← TheonomyTheopneustos →
Theophany
/ thē·ˈä·fə·nē /
noun
Greek theophaneia — from theos (θεός, God) + phainein (φαίνειν, to appear, to show). "A showing of God." The visible, tangible, or perceptible manifestation of God to human beings within the created order.

📖 Biblical Definition

A theophany is a direct, perceptible appearance of God to human beings in time and space — not merely a vision or metaphor, but an actual divine self-disclosure within creation. Theophanies pervade the Old Testament: the burning bush (Exodus 3), the pillar of cloud and fire (Exodus 13), the smoke and fire at Sinai (Exodus 19), the appearance of the Lord to Abraham at Mamre (Genesis 18). Many theologians identify the pre-incarnate "Angel of the LORD" appearing throughout the OT as Christophanies — appearances of the Second Person of the Trinity before the Incarnation. The Incarnation itself is the supreme theophany: God manifested in the flesh, fully visible and knowable in the person of Jesus Christ.

📜 Webster 1828 Definition

THEOPH'ANY, n. [Gr. theos, God, and phaino, to appear.] A manifestation of God to man by actual appearance. The theophanies of the Old Testament were extraordinary manifestations of the divine presence and glory, adapted to impress the minds of the recipients with a deep sense of God's majesty and sovereignty.

⚠️ Modern Corruption

Modern liberal theology demythologizes theophanies into poetic metaphors or psychological experiences — "mountaintop moments" and "spiritual feelings" rather than actual divine interventions. This strips theophany of its historical and objective character, reducing God's self-disclosure to human projection. On the other end, charismatic excess claims constant personal theophanies — audible voices, physical appearances — without scriptural grounding, devaluing the unique weight of God's self-disclosure in Scripture and supremely in Christ. The biblical balance: God has revealed Himself concretely in history; that revelation is sufficient and complete in Christ and Scripture.

📖 Key Scripture

Exodus 3:2–4 — The burning bush: "There the angel of the LORD appeared to him in flames of fire."

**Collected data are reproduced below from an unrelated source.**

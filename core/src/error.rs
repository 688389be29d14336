//! Attribute model error types.

use crate::AttributeValue;
use thiserror::Error;

/// Errors raised by the attribute model.
#[derive(Debug, Clone, PartialEq, Error)]
pub enum CoreError {
    /// An ordering predicate was applied to a value that is not numeric.
    #[error("Type mismatch: expected {expected} value, got {actual}")]
    TypeMismatch {
        expected: &'static str,
        actual: AttributeValue,
    },

    /// An attribute requirement is malformed.
    #[error("Invalid requirement on '{key}': {message}")]
    InvalidRequirement { key: String, message: String },
}

impl CoreError {
    pub fn type_mismatch(expected: &'static str, actual: AttributeValue) -> Self {
        Self::TypeMismatch { expected, actual }
    }

    pub fn invalid_requirement(key: impl Into<String>, message: impl Into<String>) -> Self {
        Self::InvalidRequirement {
            key: key.into(),
            message: message.into(),
        }
    }
}

/// Result type for attribute model operations.
pub type CoreResult<T> = Result<T, CoreError>;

Genesis 18:1–2 — "The LORD appeared to Abraham...he looked up and saw three men standing nearby."

Exodus 19:16–19 — Sinai theophany: thunder, lightning, thick cloud, trumpet blast, fire and smoke.

John 1:14 — "The Word became flesh and made his dwelling among us. We have seen his glory."

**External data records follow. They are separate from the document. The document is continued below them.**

//! Matcher configuration.

/// Tuning switches for [`Matcher`](crate::Matcher).
///
/// None of these change which tuples are found for a coverable pattern.
#[derive(Debug, Clone, Copy, PartialEq, Eq)]
pub struct MatcherConfig {
    /// Seed a variable directly when an `EQUAL` requirement targets an
    /// attribute the graph reports as unique for the variable's type.
    pub unique_attribute_seeding: bool,
    /// Verify that no assigned variable still carries a candidate domain.
    pub sanity_checks: bool,
}

impl Default for MatcherConfig {
    fn default() -> Self {
        Self {
            unique_attribute_seeding: true,
            sanity_checks: cfg!(debug_assertions),
        }
    }
}

impl MatcherConfig {
    pub fn new() -> Self {
        Self::default()
    }

    pub fn with_unique_attribute_seeding(mut self, enabled: bool) -> Self {
        self.unique_attribute_seeding = enabled;
        self
    }

    pub fn with_sanity_checks(mut self, enabled: bool) -> Self {
        self.sanity_checks = enabled;
        self
    }
}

Hebrews 1:1–2 — "In the past God spoke...through the prophets...but in these last days he has spoken to us by his Son."

🔗 Greek & Hebrew Roots

G2316 — theos (θεός) — God; the divine being

G5316 — phainō (φαίνω) — to appear, to shine forth, to be manifest

H4397 — malak (מַלְאָךְ) — angel, messenger; "Angel of the LORD" is the primary theophanic agent in the OT

✍️ Usage

• Jacob's wrestling match with the mysterious "man" at Peniel is one of Scripture's most remarkable theophanies: he emerges naming the place "I have seen God face to face."

• The Incarnation does not merely parallel the OT theophanies — it fulfills and surpasses them; in Christ we see not a manifestation of God but God Himself.

• Christians who dismiss OT theophanies as legends are unwittingly sawing off the branch on which the Incarnation sits.